Therefore to provide adequate care to raise a child needs both time and money. In regards to the latter, men have traditionally had more access to financial resources in patriarchal cultures such as our own (CON round 1)
- First CON says men are better suited to be parents because they have more money which of course is irrelevant, then CON says actions buying clothes involves aspects of psychology. What's missing here? The evidence that men have any of these aspects in greater psychological tendencies perhaps?

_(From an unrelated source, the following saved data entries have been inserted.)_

pub mod groups_tests;

use crate::channel::{ChannelTransport, InMemoryChannel};
use crate::cipher::{PayloadCipher, XChaChaCipher};
use crate::config::SyncConfig;
use crate::images::InMemoryImageStore;
use crate::session::RecoverySession;
use crate::store::InMemoryRecoveryStore;
use crate::sync::ChannelSync;
use crate::SymmetricKey;
use serde_json::{json, Value};
use std::sync::Arc;

pub const TEST_KEY: &str = "test-channel-key";
pub const TINY_PNG: &str = "data:image/png;base64,aGVsbG8=";

pub struct Harness {
    pub channel: InMemoryChannel,
    pub images: InMemoryImageStore,
    pub store: InMemoryRecoveryStore,
    pub cipher: XChaChaCipher,
    pub session: RecoverySession,
    pub sync: ChannelSync,
}

impl Harness {
    pub fn new(identity: &str) -> Self {
        Self::with_config(identity, SyncConfig::default())
    }

    pub fn with_config(identity: &str, config: SyncConfig) -> Self {
        let channel = InMemoryChannel::new();
        let images = InMemoryImageStore::new();
        let store = InMemoryRecoveryStore::new();
        let cipher = XChaChaCipher::new();
        let key = SymmetricKey::new(TEST_KEY).expect("key");
        let session = RecoverySession::new(identity, key).expect("session");
        let sync = ChannelSync::new(
            Arc::new(channel.clone()),
            Arc::new(cipher),
            Arc::new(images.clone()),
            Arc::new(store.clone()),
            config,
        );
        Self {
            channel,
            images,
            store,
            cipher,
            session,
            sync,
        }
    }

    /// Another sync engine over the same channel, store and session.
    pub fn second_engine(&self) -> ChannelSync {
        ChannelSync::new(
            Arc::new(self.channel.clone()),
            Arc::new(self.cipher),
            Arc::new(self.images.clone()),
            Arc::new(self.store.clone()),
            SyncConfig::default(),
        )
    }

    pub async fn put_raw(&self, data_id: &str, bytes: Vec<u8>) {
        self.channel
            .upload(self.session.channel_id(), data_id, bytes)
            .await
            .expect("upload");
    }

    pub async fn put_plain(&self, data_id: &str, plaintext: &[u8]) {
        let sealed = self
            .cipher
            .encrypt(plaintext, self.session.key())
            .expect("encrypt");
        self.put_raw(data_id, sealed).await;
    }

    pub async fn put_json(&self, data_id: &str, value: Value) {
        let bytes = serde_json::to_vec(&value).expect("json");
        self.put_plain(data_id, &bytes).await;
    }

    pub async fn manifest(&self) -> Vec<String> {
        self.channel
            .list(self.session.channel_id())
            .await
            .expect("list")
    }
}

pub fn connection_json(id: &str, name: &str) -> Value {
    json!({
        "id": id,
        "name": name,
        "score": 90,
        "timestamp": 1_650_000_000_000u64
    })
}

pub fn group_json(id: &str) -> Value {
    json!({
        "id": id,
        "aesKey": format!("{}-key", id),
        "name": format!("group {}", id),
        "members": ["A", "B"]
    })
}

pub fn profile_json(signing_key: &str, name: &str) -> Value {
    json!({
        "signingKey": signing_key,
        "timestamp": 1_650_000_000_000u64,
        "name": name
    })
}
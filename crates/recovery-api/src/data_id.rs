use serde::{Deserialize, Serialize};
use std::fmt::{Display, Formatter};

pub const CONNECTION_PREFIX: &str = "connection_";
pub const GROUP_PREFIX: &str = "group_";
pub const SIGNATURE_PREFIX: &str = "sig_";
pub const PROFILE_DATA_ID: &str = "data";

#[derive(Clone, Copy, Debug, PartialEq, Eq, Hash, PartialOrd, Ord, Serialize, Deserialize)]
pub enum DataKind {
    Connection,
    Group,
    Signature,
    SelfProfile,
    Unknown,
}

/// A channel data-id after classification.
///
/// The wire form is recovered with `Display`, so a classified id can be handed
/// back to the channel without keeping the original string around.
#[derive(Clone, Debug, PartialEq, Eq, Hash, PartialOrd, Ord, Serialize, Deserialize)]
pub enum DataId {
    Connection(String),
    Group(String),
    Signature(String),
    SelfProfile,
    Unknown(String),
}

impl DataId {
    pub fn parse(raw: &str) -> Self {
        if raw == PROFILE_DATA_ID {
            return DataId::SelfProfile;
        }
        let keyed = [
            (CONNECTION_PREFIX, DataKind::Connection),
            (GROUP_PREFIX, DataKind::Group),
            (SIGNATURE_PREFIX, DataKind::Signature),
        ];
        for (prefix, kind) in keyed {
            match raw.strip_prefix(prefix) {
                // a bare prefix names no entity
                Some("") => return DataId::Unknown(raw.to_string()),
                Some(key) => {
                    let key = key.to_string();
                    return match kind {
                        DataKind::Connection => DataId::Connection(key),
                        DataKind::Group => DataId::Group(key),
                        _ => DataId::Signature(key),
                    };
                }
                None => continue,
            }
        }
        DataId::Unknown(raw.to_string())
    }

    pub fn kind(&self) -> DataKind {
        match self {
            DataId::Connection(_) => DataKind::Connection,
            DataId::Group(_) => DataKind::Group,
            DataId::Signature(_) => DataKind::Signature,
            DataId::SelfProfile => DataKind::SelfProfile,
            DataId::Unknown(_) => DataKind::Unknown,
        }
    }

    /// Key of the entity this id refers to. Empty for the profile singleton
    /// and for unknown ids.
    pub fn natural_key(&self) -> &str {
        match self {
            DataId::Connection(key) | DataId::Group(key) | DataId::Signature(key) => key,
            DataId::SelfProfile | DataId::Unknown(_) => "",
        }
    }

    pub fn connection(key: impl Into<String>) -> Self {
        DataId::Connection(key.into())
    }

    pub fn group(key: impl Into<String>) -> Self {
        DataId::Group(key.into())
    }

    pub fn signature(signer: impl Into<String>) -> Self {
        DataId::Signature(signer.into())
    }
}

impl Display for DataId {
    fn fmt(&self, f: &mut Formatter<'_>) -> std::fmt::Result {
        match self {
            DataId::Connection(key) => write!(f, "{}{}", CONNECTION_PREFIX, key),
            DataId::Group(key) => write!(f, "{}{}", GROUP_PREFIX, key),
            DataId::Signature(key) => write!(f, "{}{}", SIGNATURE_PREFIX, key),
            DataId::SelfProfile => f.write_str(PROFILE_DATA_ID),
            DataId::Unknown(raw) => f.write_str(raw),
        }
    }
}

impl From<&str> for DataId {
    fn from(raw: &str) -> Self {
        DataId::parse(raw)
    }
}

#[derive(Clone, Debug, PartialEq, Eq)]
pub struct Classified {
    pub kind: DataKind,
    pub natural_key: String,
}

pub fn classify(raw: &str) -> Classified {
    let id = DataId::parse(raw);
    Classified {
        kind: id.kind(),
        natural_key: id.natural_key().to_string(),
    }
}
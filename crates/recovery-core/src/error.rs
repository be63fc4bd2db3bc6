use recovery_api::validation::ValidationError;
use thiserror::Error;

#[derive(Debug, Error, Clone, PartialEq, Eq)]
pub enum ChannelError {
    #[error("not found")]
    NotFound,
    #[error("transport {0}")]
    Transport(String),
}

#[derive(Debug, Error, Clone, PartialEq, Eq)]
pub enum CipherError {
    #[error("invalid key")]
    InvalidKey,
    #[error("encoding")]
    Encoding,
    #[error("decryption failed")]
    Decryption,
}

#[derive(Debug, Error, Clone, PartialEq, Eq)]
pub enum ImageError {
    #[error("invalid image name {0}")]
    InvalidName(String),
    #[error("invalid image data")]
    InvalidData,
    #[error("image too large")]
    TooLarge,
    #[error("io {0}")]
    Io(String),
}

#[derive(Debug, Error, Clone, PartialEq, Eq)]
pub enum StoreError {
    #[error("store unavailable {0}")]
    Unavailable(String),
}

#[derive(Debug, Error, Clone, PartialEq, Eq)]
pub enum SessionError {
    #[error("empty identity")]
    EmptyIdentity,
    #[error("empty symmetric key")]
    EmptyKey,
}

/// Why a single manifest item produced no record. Never fatal to a batch.
#[derive(Debug, Error, Clone, PartialEq, Eq)]
pub enum DecodeError {
    #[error("item unavailable: {0}")]
    Unavailable(ChannelError),
    #[error("item fetch timed out")]
    Timeout,
    #[error("item undecryptable: {0}")]
    Undecryptable(CipherError),
    #[error("item malformed: {0}")]
    Malformed(String),
    #[error("missing data: {0}")]
    MissingData(ValidationError),
    #[error("payload id {found} does not match {expected}")]
    KeyMismatch { expected: String, found: String },
    #[error("image: {0}")]
    Image(ImageError),
}

/// Failures that abort a whole sync call.
#[derive(Debug, Error)]
pub enum SyncError {
    #[error("manifest unreadable: {0}")]
    Manifest(ChannelError),
    #[error("store: {0}")]
    Store(#[from] StoreError),
    #[error("channel data incomplete or malformed: {0}")]
    BadChannelData(DecodeError),
}
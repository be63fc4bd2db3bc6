mod clients;
mod config;

use clients::channel_http::ChannelHttpClient;
use config::RecoveryConfig;
use log::{error, info, warn, LevelFilter};
use recovery_api::types::RecoveryBootstrap;
use recovery_core::channel::ChannelTransport;
use recovery_core::session::ChannelCoordinates;
use recovery_core::store::StoreSnapshot;
use recovery_core::{
    ChannelSync, FsImageStore, InMemoryRecoveryStore, RecoveryProgress, RecoverySession,
    SymmetricKey, SyncError, XChaChaCipher,
};
use serde::Serialize;
use std::future::Future;
use std::path::{Path, PathBuf};
use std::str::FromStr;
use std::sync::Arc;
use tokio::signal;
use tokio::sync::oneshot;

#[derive(thiserror::Error, Debug)]
enum DaemonError {
    #[error("config {0}")]
    Config(#[from] config::ConfigError),
    #[error("setup {0}")]
    Setup(String),
    #[error("{0}")]
    Recovery(SyncError),
    #[error("snapshot {0}")]
    Snapshot(String),
}

struct Daemon {
    session: RecoverySession,
    sync: ChannelSync,
    store: InMemoryRecoveryStore,
    snapshot_path: PathBuf,
    exit_when_drained: bool,
}

#[derive(Serialize)]
struct RecoverySnapshot {
    identity: String,
    channel: ChannelCoordinates,
    progress: RecoveryProgress,
    store: StoreSnapshot,
}

#[tokio::main]
async fn main() -> Result<(), DaemonError> {
    let path = config_path(std::env::args().skip(1));
    let cfg = config::load_config(&path)?;
    init_logging(&cfg);
    let channel = ChannelHttpClient::new(&cfg.channel)
        .map_err(|e| DaemonError::Setup(e.to_string()))?;
    let daemon = init_daemon(&cfg, Arc::new(channel)).await?;
    let bootstrap = bootstrap(&daemon).await?;
    info!(
        "recovering {} (uploaded at {})",
        daemon.session.identity(),
        bootstrap.timestamp
    );
    // listen from now on, not only while the loop is waiting
    let (stop_tx, stop_rx) = oneshot::channel();
    tokio::spawn(async move {
        if signal::ctrl_c().await.is_ok() {
            let _ = stop_tx.send(());
        }
    });
    run_polls(&daemon, async {
        let _ = stop_rx.await;
    })
    .await
}

/// Value of `--config <path>`, last one wins; `recovery.toml` otherwise.
fn config_path<I>(args: I) -> PathBuf
where
    I: IntoIterator<Item = String>,
{
    let mut args = args.into_iter();
    let mut path = None;
    while let Some(arg) = args.next() {
        if arg == "--config" {
            if let Some(value) = args.next() {
                path = Some(PathBuf::from(value));
            }
        }
    }
    path.unwrap_or_else(|| PathBuf::from("recovery.toml"))
}

fn level_filter(level: &str) -> LevelFilter {
    LevelFilter::from_str(level.trim()).unwrap_or(LevelFilter::Info)
}

fn init_logging(cfg: &RecoveryConfig) {
    let _ = env_logger::Builder::from_default_env()
        .filter_level(level_filter(&cfg.logging.level))
        .try_init();
}

async fn init_daemon(
    cfg: &RecoveryConfig,
    channel: Arc<dyn ChannelTransport>,
) -> Result<Daemon, DaemonError> {
    tokio::fs::create_dir_all(&cfg.data_dir)
        .await
        .map_err(|e| DaemonError::Setup(format!("data_dir: {}", e)))?;
    let images = FsImageStore::open(cfg.photos_dir(), cfg.sync.max_photo_bytes)
        .await
        .map_err(|e| DaemonError::Setup(e.to_string()))?;
    let key = SymmetricKey::new(cfg.channel.key.clone())
        .map_err(|e| DaemonError::Setup(e.to_string()))?;
    let session = RecoverySession::new(cfg.identity.id.clone(), key)
        .map_err(|e| DaemonError::Setup(e.to_string()))?;
    let store = InMemoryRecoveryStore::new();
    let sync = ChannelSync::new(
        channel,
        Arc::new(XChaChaCipher::new()),
        Arc::new(images),
        Arc::new(store.clone()),
        cfg.sync.clone(),
    );
    info!("listening on channel {}", session.channel_id());
    Ok(Daemon {
        session,
        sync,
        store,
        snapshot_path: cfg.snapshot_path(),
        exit_when_drained: cfg.exit_when_drained,
    })
}

async fn bootstrap(daemon: &Daemon) -> Result<RecoveryBootstrap, DaemonError> {
    daemon
        .sync
        .load_recovery_data(&daemon.session)
        .await
        .map_err(|e| {
            error!("{}", e);
            DaemonError::Recovery(e)
        })
}

/// Polls the channel until `shutdown` resolves, or until a cycle finds nothing
/// new when `exit_when_drained` is set. Shutdown is only honored between
/// cycles: a cycle in flight always runs to completion. Writes the snapshot
/// after every cycle and once more on the way out.
async fn run_polls<F>(daemon: &Daemon, shutdown: F) -> Result<(), DaemonError>
where
    F: Future<Output = ()>,
{
    tokio::pin!(shutdown);
    let interval = daemon.sync.config().poll_interval();
    loop {
        match daemon.sync.poll_once(&daemon.session).await {
            Ok(summary) => {
                info!(
                    "poll: {} listed, {} merged",
                    summary.manifest_len,
                    summary.merged()
                );
                write_snapshot(&daemon.snapshot_path, daemon).await?;
                if daemon.exit_when_drained && summary.is_drained() {
                    info!("channel drained");
                    break;
                }
            }
            Err(e) => warn!("poll failed: {}", e),
        }
        tokio::select! {
            biased;
            _ = &mut shutdown => {
                info!("shutdown requested");
                break;
            }
            _ = tokio::time::sleep(interval) => {}
        }
    }
    write_snapshot(&daemon.snapshot_path, daemon).await
}

async fn write_snapshot(path: &Path, daemon: &Daemon) -> Result<(), DaemonError> {
    let snapshot = RecoverySnapshot {
        identity: daemon.session.identity().to_string(),
        channel: daemon.session.channel().clone(),
        progress: daemon.session.progress().await,
        store: daemon.store.snapshot().await,
    };
    let body = serde_json::to_vec_pretty(&snapshot)
        .map_err(|e| DaemonError::Snapshot(e.to_string()))?;
    tokio::fs::write(path, body)
        .await
        .map_err(|e| DaemonError::Snapshot(e.to_string()))
}

#[cfg(test)]
mod tests;
use recovery_core::config::SyncConfig;
use serde::Deserialize;
use std::fs;
use std::path::{Path, PathBuf};
use thiserror::Error;

#[derive(Clone, Debug, Deserialize)]
pub struct RecoveryConfig {
    pub data_dir: PathBuf,
    pub identity: IdentityConfig,
    pub channel: ChannelConfig,
    #[serde(default)]
    pub sync: SyncConfig,
    #[serde(default)]
    pub logging: LoggingConfig,
    #[serde(default)]
    pub exit_when_drained: bool,
}

#[derive(Clone, Debug, Deserialize)]
pub struct IdentityConfig {
    pub id: String,
}

#[derive(Clone, Debug, Deserialize)]
pub struct ChannelConfig {
    pub base_url: String,
    pub key: String,
    #[serde(default = "default_timeout_secs")]
    pub timeout_secs: u64,
}

#[derive(Clone, Debug, Deserialize)]
pub struct LoggingConfig {
    pub level: String,
}

impl Default for LoggingConfig {
    fn default() -> Self {
        Self {
            level: "info".to_string(),
        }
    }
}

fn default_timeout_secs() -> u64 {
    15
}

#[derive(Debug, Error)]
pub enum ConfigError {
    #[error("io")]
    Io,
    #[error("parse {0}")]
    Parse(String),
    #[error("invalid {0}")]
    Invalid(&'static str),
}

impl RecoveryConfig {
    pub fn validate(&self) -> Result<(), ConfigError> {
        if self.identity.id.trim().is_empty() {
            return Err(ConfigError::Invalid("identity.id"));
        }
        if self.channel.key.is_empty() {
            return Err(ConfigError::Invalid("channel.key"));
        }
        let url = self.channel.base_url.as_str();
        if !(url.starts_with("http://") || url.starts_with("https://")) {
            return Err(ConfigError::Invalid("channel.base_url"));
        }
        if self.channel.timeout_secs == 0 {
            return Err(ConfigError::Invalid("channel.timeout_secs"));
        }
        Ok(())
    }

    pub fn snapshot_path(&self) -> PathBuf {
        self.data_dir.join("recovery.json")
    }

    pub fn photos_dir(&self) -> PathBuf {
        self.data_dir.join("photos")
    }
}

pub fn load_config(path: &Path) -> Result<RecoveryConfig, ConfigError> {
    let content = fs::read_to_string(path).map_err(|_| ConfigError::Io)?;
    let cfg: RecoveryConfig =
        toml::from_str(&content).map_err(|e| ConfigError::Parse(e.to_string()))?;
    cfg.validate()?;
    Ok(cfg)
}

Also buying clothes for children really isn't all that indicative of avidly raising a child. You can buy a red shirt and not a blue one and still be a good parent
Therefore, my opponent's suggestion that managing financial resources has nothing to do with parents' psychology is simply untrue.
- OBJECTION, CON uses the straw man logical fallacy, an intentionally misrepresented proposition that is set up because it is easier to defeat than an opponent's real argument. let's revisit round 1:
In regards to the latter, men have traditionally had more access to financial resources in patriarchal cultures such as our own. (CON round 1)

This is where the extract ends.